Maëlys : une affaire entre information policière

Depuis près d'un mois maintenant, la disparition de Maëlys, 9 ans, à Pont-de-Beauvoison en Isère, interroge. Un suspect de 34 ans est aux mains des autorités, mais il refuse toujours de parler. Dans les colonnes de 20 Minutes dimanche, l'avocat des parents de l'enfant, Me Fabien Rajon, rappelle que si les moyens d'investigation engagés sur ce cas sont si impressionnants, c'est parce que « cette affaire est sans précédent dans notre histoire criminelle contemporaine ». Lui l'affirme, le suspect aux mains de la police, « rapidement visé par des éléments troublants, détiendrait actuellement les clefs » de l'enquête. La situation est « intenable » pour la famille de l'enfant.
D'autant que la disparition de Maëlys revient continuellement à la une des médias, ajoutant aux interrogations de l'affaire. « Les investigations menées par les enquêteurs sont confidentielles et couvertes par le secret de l'instruction », rappelle dans le quotidien Fabien Rajon. « Par conséquent, entre la réalité du dossier, l'actualité permanente de l'enquête et les quelques révélations qui peuvent sortir dans la presse, la différence est de taille », observe-t-il. Ce qui ne signifie donc en aucun cas que l'enquête patine dès qu'il y a une absence d'informations dans les médias, estime-t-il.

Pistes erronées

D'autant que toutes ces révélations ne sont pas toutes utiles à l'enquête. Vendredi soir, Le Dauphiné libéré avait notamment dévoilé que le véhicule de l'homme suspecté d'avoir enlevé Maëlys avait été flashé par un radar informatique le soir de la disparition de l'enfant. Or, quelques heures plus tard, cette révélation avait été démentie « catégoriquement » par le parquet de Grenoble dans un communiqué.
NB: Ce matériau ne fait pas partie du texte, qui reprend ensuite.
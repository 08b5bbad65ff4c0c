//! Attachment storage abstraction.
//!
//! Uploaded media is written through a [`StorageBackend`]; the message
//! store only keeps the returned key and public URL.

use std::path::PathBuf;

use crate::{AppError, AppResult, StorageSettings};

/// Uploaded file metadata.
#[derive(Debug, Clone)]
pub struct UploadedFile {
    /// Storage key (path relative to the backend root).
    pub key: String,
    /// Public URL to access the file.
    pub url: String,
    /// File size in bytes.
    pub size: u64,
    /// MIME content type.
    pub content_type: String,
}

/// Storage backend trait.
#[async_trait::async_trait]
pub trait StorageBackend: Send + Sync {
    /// Store a file under `key`.
    async fn upload(&self, key: &str, data: &[u8], content_type: &str)
    -> AppResult<UploadedFile>;

    /// Delete a file.
    async fn delete(&self, key: &str) -> AppResult<()>;

    /// Get the public URL for a key.
    fn public_url(&self, key: &str) -> String;

    /// Check if a file exists.
    async fn exists(&self, key: &str) -> AppResult<bool>;
}

/// Local filesystem storage backend.
pub struct LocalStorage {
    base_path: PathBuf,
    base_url: String,
}

impl LocalStorage {
    /// Create a new local storage backend.
    #[must_use]
    pub const fn new(base_path: PathBuf, base_url: String) -> Self {
        Self {
            base_path,
            base_url,
        }
    }

    /// Create a backend from the storage section of the configuration.
    #[must_use]
    pub fn from_settings(settings: &StorageSettings) -> Self {
        Self::new(settings.base_path.clone(), settings.base_url.clone())
    }
}

#[async_trait::async_trait]
impl StorageBackend for LocalStorage {
    async fn upload(
        &self,
        key: &str,
        data: &[u8],
        content_type: &str,
    ) -> AppResult<UploadedFile> {
        let path = self.base_path.join(key);

        if let Some(parent) = path.parent() {
            tokio::fs::create_dir_all(parent)
                .await
                .map_err(|e| AppError::Storage(format!("Failed to create directory: {e}")))?;
        }

        tokio::fs::write(&path, data)
            .await
            .map_err(|e| AppError::Storage(format!("Failed to write file: {e}")))?;

        Ok(UploadedFile {
            key: key.to_string(),
            url: self.public_url(key),
            size: data.len() as u64,
            content_type: content_type.to_string(),
        })
    }

    async fn delete(&self, key: &str) -> AppResult<()> {
        let path = self.base_path.join(key);
        if tokio::fs::try_exists(&path).await.unwrap_or(false) {
            tokio::fs::remove_file(&path)
                .await
                .map_err(|e| AppError::Storage(format!("Failed to delete file: {e}")))?;
        }
        Ok(())
    }

    fn public_url(&self, key: &str) -> String {
        format!("{}/{}", self.base_url.trim_end_matches('/'), key)
    }

    async fn exists(&self, key: &str) -> AppResult<bool> {
        tokio::fs::try_exists(self.base_path.join(key))
            .await
            .map_err(|e| AppError::Storage(e.to_string()))
    }
}

/// Generate a unique storage key for an uploaded file.
///
/// Keys look like `2026/10/19/<user>/<millis>_<uuid>.<ext>`.
#[must_use]
pub fn generate_storage_key(user_id: &str, original_name: &str) -> String {
    use chrono::Utc;

    let now = Utc::now();
    let date_path = now.format("%Y/%m/%d").to_string();
    let timestamp = now.timestamp_millis();

    let extension = original_name
        .rfind('.')
        .filter(|&pos| pos > 0 && pos < original_name.len() - 1)
        .map(|pos| &original_name[pos + 1..])
        .filter(|ext| ext.len() <= 10 && ext.chars().all(|c| c.is_ascii_alphanumeric()))
        .unwrap_or("bin")
        .to_ascii_lowercase();

    format!(
        "{}/{}/{}_{}.{}",
        date_path,
        user_id,
        timestamp,
        uuid::Uuid::new_v4(),
        extension
    )
}

#[cfg(test)]
#[allow(clippy::unwrap_used)]
mod tests {
    use super::*;

    #[test]
    fn test_generate_storage_key() {
        let key = generate_storage_key("user123", "photo.JPG");
        assert!(key.contains("user123"));
        assert!(key.ends_with(".jpg"));
        assert!(key.contains('/'));
    }

    #[test]
    fn test_generate_storage_key_no_extension() {
        let key = generate_storage_key("user123", "file");
        assert!(key.ends_with(".bin"));
    }

    #[test]
    fn test_generate_storage_key_rejects_path_tricks() {
        let key = generate_storage_key("user123", "clip.mp4/../../etc");
        assert!(key.ends_with(".bin"));
    }

    #[tokio::test]
    async fn test_local_storage_roundtrip() {
        let dir = std::env::temp_dir().join(format!("alumni-storage-{}", uuid::Uuid::new_v4()));
        let storage = LocalStorage::new(dir.clone(), "/files/".to_string());

        let uploaded = storage
            .upload("2026/01/01/u1/a.png", b"png-bytes", "image/png")
            .await
            .unwrap();

        assert_eq!(uploaded.url, "/files/2026/01/01/u1/a.png");
        assert_eq!(uploaded.size, 9);
        assert!(storage.exists("2026/01/01/u1/a.png").await.unwrap());

        storage.delete("2026/01/01/u1/a.png").await.unwrap();
        assert!(!storage.exists("2026/01/01/u1/a.png").await.unwrap());

        let _ = tokio::fs::remove_dir_all(dir).await;
    }
}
Cette situation, entre informations de médias et enquête effective, est particulièrement dure à vivre pour les parents de l'enfant, explique leur avocat, qui « [tentent] de se protéger (…) » et de préserver leur intimité. Car, après tout, « l'enquête n'est pas conduite par les médias ou les chaînes d'information en continu, mais par des officiers de police judiciaire ».